Execute the analyzer for the multithreaded MEX file, `dspunfoldFIRExample_mt`, generated previously using the `-s auto` option.

```firCoeffs1_1 = fir1(192,0.8); firCoeffs1_2 = fir1(192,0.7); firCoeffs1_3 = fir1(192,0.6); firCoeffs2_1 = fir1(256,0.2,'High'); firCoeffs2_2 = fir1(256,0.1,'High'); firCoeffs2_3 = fir1(256,0.3,'High'); dspunfoldFIRExample_analyzer((1:4096*3)',[firCoeffs1_1;firCoeffs1_2;firCoeffs1_3],... [firCoeffs2_1;firCoeffs2_2;firCoeffs2_3]);```
```Analyzing multi-threaded MEX file dspunfoldFIRExample_mt.mexa64. For best results, please refrain from interacting with the computer and stop other processes until the analyzer is done. Latency = 60 frames Speedup = 2.4x ```

Each input to the analyzer corresponds to the inputs of the `dspunfoldFIRExample_mt` MEX file. Notice that the length (first dimension) of each input is greater than the expected length. For example, `dspunfoldFIRExample_mt` expects a frame of 4096 doubles for its first input, while $4096×3$ samples were provided to `dspunfoldFIRExample_analyzer`. The analyzer interprets this input as 3 frames of 4096 samples. The analyzer alternates between these 3 input frames circularly while checking if the outputs of the multithreaded and single-threaded MEX files match.

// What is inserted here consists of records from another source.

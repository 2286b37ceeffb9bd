use crate::layout::store::LayoutStore;
use eframe::egui;

/// The widget currently being dragged.
#[derive(Debug, Clone, PartialEq)]
pub struct DragPayload {
    pub id: String,
    pub label: String,
    /// Board index of the dragged widget. Updated after every live reorder
    /// so the hysteresis test always compares against the current position.
    pub index: usize,
    moved: bool,
}

/// What a hover over another widget should do to the board.
#[derive(Debug, Clone, Copy, PartialEq, Eq)]
pub enum HoverOutcome {
    Keep,
    Move { from: usize, to: usize },
}

/// Midpoint hysteresis for drag-to-reorder.
///
/// Dragging downward only displaces the hovered widget once the pointer has
/// passed its vertical midpoint; dragging upward only while the pointer is
/// still above it. In the dead zone between those the order is kept, which
/// stops adjacent widgets from swapping back and forth under a resting
/// pointer.
pub fn hover_outcome(
    drag_index: usize,
    hover_index: usize,
    pointer_y: f32,
    hover_rect: egui::Rect,
) -> HoverOutcome {
    if drag_index == hover_index {
        return HoverOutcome::Keep;
    }
    let midpoint = hover_rect.center().y;
    if drag_index < hover_index && pointer_y < midpoint {
        return HoverOutcome::Keep;
    }
    if drag_index > hover_index && pointer_y > midpoint {
        return HoverOutcome::Keep;
    }
    HoverOutcome::Move {
        from: drag_index,
        to: hover_index,
    }
}

/// Tracks one drag gesture and applies live reorders to the store.
///
/// Reordering happens while the drag is in flight; dropping just ends the
/// gesture. A drag can only start while the board is in customize mode.
#[derive(Debug, Default)]
pub struct DragController {
    active: Option<DragPayload>,
}

impl DragController {
    pub fn new() -> Self {
        Self::default()
    }

    /// Start a drag. Refused outside customize mode.
    pub fn begin(&mut self, customizing: bool, index: usize, id: &str, label: &str) -> bool {
        if !customizing {
            return false;
        }
        self.active = Some(DragPayload {
            id: id.to_string(),
            label: label.to_string(),
            index,
            moved: false,
        });
        true
    }

    pub fn is_active(&self) -> bool {
        self.active.is_some()
    }

    pub fn payload(&self) -> Option<&DragPayload> {
        self.active.as_ref()
    }

    pub fn is_dragging(&self, id: &str) -> bool {
        self.active.as_ref().is_some_and(|p| p.id == id)
    }

    /// Feed one hover sample. When the hysteresis threshold is crossed the
    /// store is reordered immediately and the tracked index moves to the
    /// landing slot. Returns whether the board changed.
    pub fn hover(
        &mut self,
        store: &mut LayoutStore,
        hover_index: usize,
        pointer_y: f32,
        hover_rect: egui::Rect,
    ) -> bool {
        let Some(payload) = self.active.as_mut() else {
            return false;
        };
        let len = store.widgets().len();
        if payload.index >= len || hover_index >= len {
            return false;
        }
        match hover_outcome(payload.index, hover_index, pointer_y, hover_rect) {
            HoverOutcome::Keep => false,
            HoverOutcome::Move { from, to } => {
                store.reorder(from, to);
                payload.index = to;
                payload.moved = true;
                true
            }
        }
    }

    /// End the gesture. Returns whether any reorder happened during it, so
    /// the caller knows if there is anything to persist.
    pub fn finish(&mut self) -> bool {
        self.active.take().is_some_and(|p| p.moved)
    }
}

#[cfg(test)]
mod tests {
    use super::*;
    use crate::class::WidgetKind;
    use crate::layout::registry::WidgetRegistry;
    use eframe::egui::{pos2, Rect};

    fn row_rect(index: usize) -> Rect {
        let top = index as f32 * 100.0;
        Rect::from_min_max(pos2(0.0, top), pos2(300.0, top + 100.0))
    }

    fn board_ids(store: &LayoutStore) -> Vec<String> {
        store.widgets().iter().map(|w| w.id.clone()).collect()
    }

    fn four_widget_store() -> LayoutStore {
        let mut store = LayoutStore::new(WidgetRegistry::with_defaults());
        store.add_widget(WidgetKind::Notes);
        store
    }

    #[test]
    fn downward_drag_waits_for_the_midpoint() {
        let rect = row_rect(2);
        assert_eq!(hover_outcome(0, 2, rect.top() + 10.0, rect), HoverOutcome::Keep);
        assert_eq!(
            hover_outcome(0, 2, rect.center().y + 1.0, rect),
            HoverOutcome::Move { from: 0, to: 2 }
        );
    }

    #[test]
    fn upward_drag_fires_before_the_midpoint() {
        let rect = row_rect(0);
        assert_eq!(hover_outcome(2, 0, rect.bottom() - 10.0, rect), HoverOutcome::Keep);
        assert_eq!(
            hover_outcome(2, 0, rect.center().y - 1.0, rect),
            HoverOutcome::Move { from: 2, to: 0 }
        );
    }

    #[test]
    fn hovering_the_dragged_widget_keeps_order() {
        let rect = row_rect(1);
        assert_eq!(hover_outcome(1, 1, rect.center().y + 5.0, rect), HoverOutcome::Keep);
    }

    #[test]
    fn drag_only_starts_in_customize_mode() {
        let mut drag = DragController::new();
        assert!(!drag.begin(false, 0, "timer-1", "Class Timer"));
        assert!(!drag.is_active());
        assert!(drag.begin(true, 0, "timer-1", "Class Timer"));
        assert!(drag.is_dragging("timer-1"));
    }

    #[test]
    fn live_reorder_tracks_the_new_index() {
        let mut store = four_widget_store();
        let mut drag = DragController::new();
        drag.begin(true, 0, "youtube-1", "YouTube Player");

        // Below the midpoint of row 1: the dragged widget moves down one.
        let rect = row_rect(1);
        assert!(drag.hover(&mut store, 1, rect.center().y + 5.0, rect));
        assert_eq!(
            board_ids(&store),
            ["timer-1", "youtube-1", "calculator-1", "notes-1"]
        );
        assert_eq!(drag.payload().map(|p| p.index), Some(1));

        // The same sample again is now a self-hover and does nothing.
        assert!(!drag.hover(&mut store, 1, rect.center().y + 5.0, rect));

        assert!(drag.finish());
        assert!(!drag.is_active());
    }

    #[test]
    fn dead_zone_does_not_thrash() {
        let mut store = four_widget_store();
        let mut drag = DragController::new();
        drag.begin(true, 2, "calculator-1", "Calculator");

        // Dragging up over row 1 but still below its midpoint: nothing moves,
        // no matter how many frames deliver the same sample.
        let rect = row_rect(1);
        for _ in 0..5 {
            assert!(!drag.hover(&mut store, 1, rect.center().y + 20.0, rect));
        }
        assert_eq!(
            board_ids(&store),
            ["youtube-1", "timer-1", "calculator-1", "notes-1"]
        );
        assert!(!drag.finish());
    }

    #[test]
    fn full_gesture_matches_splice_semantics() {
        let mut store = four_widget_store();
        let mut drag = DragController::new();
        drag.begin(true, 0, "youtube-1", "YouTube Player");

        // Drag the first widget all the way past the third row.
        for hover in 1..=2 {
            let rect = row_rect(hover);
            drag.hover(&mut store, hover, rect.bottom() - 5.0, rect);
        }
        assert_eq!(
            board_ids(&store),
            ["timer-1", "calculator-1", "youtube-1", "notes-1"]
        );
        assert!(drag.finish());
    }

    #[test]
    fn stale_indices_are_refused() {
        let mut store = four_widget_store();
        let mut drag = DragController::new();
        drag.begin(true, 9, "ghost", "Ghost");
        let rect = row_rect(0);
        assert!(!drag.hover(&mut store, 0, rect.center().y, rect));
        assert_eq!(store.widgets().len(), 4);
    }
}
use eduscreen::class::Class;
use eduscreen::storage::{JsonStore, NoteColor, NoteRow, PersistHandle, PersistRequest};
use std::time::{Duration, Instant};
use tempfile::tempdir;

/// Poll until `check` passes or a generous deadline expires. The worker is
/// fire-and-forget, so tests can only observe its writes from the outside.
fn wait_for(mut check: impl FnMut() -> bool) -> bool {
    let deadline = Instant::now() + Duration::from_secs(5);
    while Instant::now() < deadline {
        if check() {
            return true;
        }
        std::thread::sleep(Duration::from_millis(10));
    }
    false
}

#[test]
fn queued_saves_reach_the_files() {
    let dir = tempdir().unwrap();
    let store = JsonStore::new(dir.path()).unwrap();
    let handle = PersistHandle::spawn(store.clone());

    handle.send(PersistRequest::SaveClasses {
        user_id: "local".into(),
        classes: vec![Class::with_core_widgets("1", "Math Class")],
    });
    handle.send(PersistRequest::SaveNotes {
        widget_id: "notes-1".into(),
        notes: vec![NoteRow {
            id: "n1".into(),
            widget_id: "notes-1".into(),
            text: "hand back quizzes".into(),
            color: NoteColor::Blue,
            created_at: 1,
        }],
    });

    assert!(wait_for(|| {
        store
            .notes_for_widget("notes-1")
            .map(|notes| notes.len() == 1)
            .unwrap_or(false)
    }));
    let classes = store.load_classes("local").unwrap();
    assert_eq!(classes.len(), 1);
    assert_eq!(classes[0].widgets.len(), 3);
    assert!(handle.take_errors().is_empty());
}

#[test]
fn requests_are_applied_in_order() {
    let dir = tempdir().unwrap();
    let store = JsonStore::new(dir.path()).unwrap();
    let handle = PersistHandle::spawn(store.clone());

    handle.send(PersistRequest::SaveClasses {
        user_id: "local".into(),
        classes: vec![Class::with_core_widgets("1", "Math Class")],
    });
    handle.send(PersistRequest::SaveNotes {
        widget_id: "timer-1".into(),
        notes: vec![NoteRow {
            id: "n1".into(),
            widget_id: "timer-1".into(),
            text: "doomed".into(),
            color: NoteColor::Yellow,
            created_at: 1,
        }],
    });
    handle.send(PersistRequest::DeleteWidget {
        widget_id: "timer-1".into(),
    });

    // The delete ran last, so the note written just before it is gone and
    // the widget row with it.
    assert!(wait_for(|| {
        store
            .load_classes("local")
            .map(|classes| {
                classes.len() == 1 && classes[0].widgets.iter().all(|w| w.id != "timer-1")
            })
            .unwrap_or(false)
    }));
    assert!(store.notes_for_widget("timer-1").unwrap().is_empty());
}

The table shows the inputs used by the analyzer at each step of the numerical check. The total number of steps invoked by the analyzer is 180 or $3×\mathrm{latency}$, where $\mathrm{latency}$ is 60 in this case.

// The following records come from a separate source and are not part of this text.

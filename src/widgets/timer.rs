use super::{Widget, WidgetCtx, WidgetEvent};
use eframe::egui;
use once_cell::sync::Lazy;
use regex::Regex;
use std::time::{Duration, Instant};

/// Countdowns are capped at one hour.
pub const MAX_DURATION_SECS: u64 = 3600;

static INPUT_FILTER: Lazy<Regex> = Lazy::new(|| Regex::new(r"[^0-9:]").unwrap());

/// How loudly the timer announces completion.
#[derive(Debug, Clone, Copy, PartialEq, Eq)]
pub enum AlarmStyle {
    Gentle,
    Standard,
    Urgent,
}

impl AlarmStyle {
    pub const ALL: [AlarmStyle; 3] = [AlarmStyle::Gentle, AlarmStyle::Standard, AlarmStyle::Urgent];

    pub fn label(&self) -> &'static str {
        match self {
            AlarmStyle::Gentle => "Gentle",
            AlarmStyle::Standard => "Standard",
            AlarmStyle::Urgent => "Urgent",
        }
    }
}

#[derive(Debug, Clone, Copy, PartialEq)]
enum Phase {
    Idle,
    Running { deadline: Instant, total: Duration },
    Paused { remaining: Duration, total: Duration },
    Finished,
}

/// Classroom countdown timer.
pub struct TimerWidget {
    widget_id: String,
    input: String,
    alarm: AlarmStyle,
    phase: Phase,
}

impl TimerWidget {
    pub fn new(widget_id: impl Into<String>) -> Self {
        Self {
            widget_id: widget_id.into(),
            input: "5:00".into(),
            alarm: AlarmStyle::Standard,
            phase: Phase::Idle,
        }
    }

    /// Strip everything that is not a digit or the first `:` and cap the
    /// entry at `mm:ss` width, so the field can never hold an unparseable
    /// shape mid-typing.
    pub fn sanitize_input(raw: &str) -> String {
        let filtered = INPUT_FILTER.replace_all(raw, "");
        let mut out = String::with_capacity(filtered.len());
        let mut seen_colon = false;
        for c in filtered.chars() {
            if c == ':' {
                if seen_colon {
                    continue;
                }
                seen_colon = true;
            }
            out.push(c);
            if out.len() >= 5 {
                break;
            }
        }
        out
    }

    /// Interpret a sanitized entry.
    ///
    /// `:ss` is seconds, `mm:ss` is minutes and seconds (either side may be
    /// blank), a bare number is seconds. The result is capped at
    /// [`MAX_DURATION_SECS`]; empty and zero entries arm nothing.
    pub fn parse_duration(input: &str) -> Option<Duration> {
        let input = input.trim();
        if input.is_empty() {
            return None;
        }
        let total = if let Some(rest) = input.strip_prefix(':') {
            rest.parse::<u64>().ok()?
        } else if let Some((minutes, seconds)) = input.split_once(':') {
            let minutes = minutes.parse::<u64>().unwrap_or(0);
            let seconds = seconds.parse::<u64>().unwrap_or(0);
            minutes * 60 + seconds
        } else {
            input.parse::<u64>().ok()?
        };
        let total = total.min(MAX_DURATION_SECS);
        if total == 0 {
            return None;
        }
        Some(Duration::from_secs(total))
    }

    pub fn format_clock(remaining: Duration) -> String {
        let secs = remaining.as_secs();
        format!("{:02}:{:02}", secs / 60, secs % 60)
    }

    fn arm(&mut self) {
        if let Some(total) = Self::parse_duration(&self.input) {
            tracing::debug!(timer = %self.widget_id, secs = total.as_secs(), "countdown armed");
            self.phase = Phase::Running {
                deadline: Instant::now() + total,
                total,
            };
        }
    }

    fn alarm_row(&mut self, ui: &mut egui::Ui) {
        ui.horizontal(|ui| {
            ui.label(egui::RichText::new("Alarm:").small());
            for style in AlarmStyle::ALL {
                if ui
                    .selectable_label(self.alarm == style, egui::RichText::new(style.label()).small())
                    .clicked()
                {
                    self.alarm = style;
                }
            }
        });
    }

    fn clock_label(&self, ui: &mut egui::Ui, ctx: &WidgetCtx<'_>, remaining: Duration) {
        ui.label(
            egui::RichText::new(Self::format_clock(remaining))
                .monospace()
                .size(30.0)
                .color(ctx.palette.primary)
                .strong(),
        );
    }
}

impl Widget for TimerWidget {
    fn render(&mut self, ui: &mut egui::Ui, ctx: &WidgetCtx<'_>) -> Option<WidgetEvent> {
        let mut event = None;
        match self.phase {
            Phase::Idle => {
                ui.horizontal(|ui| {
                    let field = ui.add(
                        egui::TextEdit::singleline(&mut self.input)
                            .hint_text("mm:ss")
                            .desired_width(64.0)
                            .font(egui::TextStyle::Monospace),
                    );
                    if field.changed() {
                        self.input = Self::sanitize_input(&self.input);
                    }
                    let submitted =
                        field.lost_focus() && ui.input(|i| i.key_pressed(egui::Key::Enter));
                    if ui.button("Start").clicked() || submitted {
                        self.arm();
                    }
                });
                self.alarm_row(ui);
            }
            Phase::Running { deadline, total } => {
                let remaining = deadline.saturating_duration_since(Instant::now());
                if remaining.is_zero() {
                    tracing::debug!(timer = %self.widget_id, "countdown finished");
                    self.phase = Phase::Finished;
                    event = Some(WidgetEvent::TimerFinished { alarm: self.alarm });
                } else {
                    self.clock_label(ui, ctx, remaining);
                    ui.add(
                        egui::ProgressBar::new(
                            remaining.as_secs_f32() / total.as_secs_f32().max(1.0),
                        )
                        .fill(ctx.palette.secondary)
                        .desired_width(ui.available_width()),
                    );
                    ui.horizontal(|ui| {
                        if ui.button("Pause").clicked() {
                            self.phase = Phase::Paused { remaining, total };
                        }
                        if ui.button("Reset").clicked() {
                            self.phase = Phase::Idle;
                        }
                    });
                    ui.ctx().request_repaint_after(Duration::from_millis(200));
                }
            }
            Phase::Paused { remaining, total } => {
                self.clock_label(ui, ctx, remaining);
                ui.add(
                    egui::ProgressBar::new(remaining.as_secs_f32() / total.as_secs_f32().max(1.0))
                        .fill(ctx.palette.border)
                        .desired_width(ui.available_width()),
                );
                ui.horizontal(|ui| {
                    if ui.button("Resume").clicked() {
                        self.phase = Phase::Running {
                            deadline: Instant::now() + remaining,
                            total,
                        };
                    }
                    if ui.button("Reset").clicked() {
                        self.phase = Phase::Idle;
                    }
                });
            }
            Phase::Finished => {
                self.clock_label(ui, ctx, Duration::ZERO);
                ui.label(
                    egui::RichText::new("Time's up!")
                        .color(ui.visuals().warn_fg_color)
                        .strong(),
                );
                if ui.button("Reset").clicked() {
                    self.phase = Phase::Idle;
                }
            }
        }
        event
    }
}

` | input1 | input2 | input3`

`------+----------------+--------------+--------------`

`Step1 | (1:4096)' | firCoeffs1_1 | firCoeffs2_1`

`Step2 | (4097:8192)' | firCoeffs1_2 | firCoeffs2_2`

`Step3 | (8193:12288)' | firCoeffs1_3 | firCoeffs2_3`

`Step4 | (1:4096)' | firCoeffs1_1 | firCoeffs2_1`

` ... | ... | ... | ...`

NOTE: For the analyzer to correctly check for the numerical match between the multithreaded MEX and single-threaded MEX, provide at least two frames with different values for each input. For inputs that represent parameters, such as filter coefficients, the frames can have the same values for each input. In this example, you could have specified a single set of coefficients for the second and third inputs.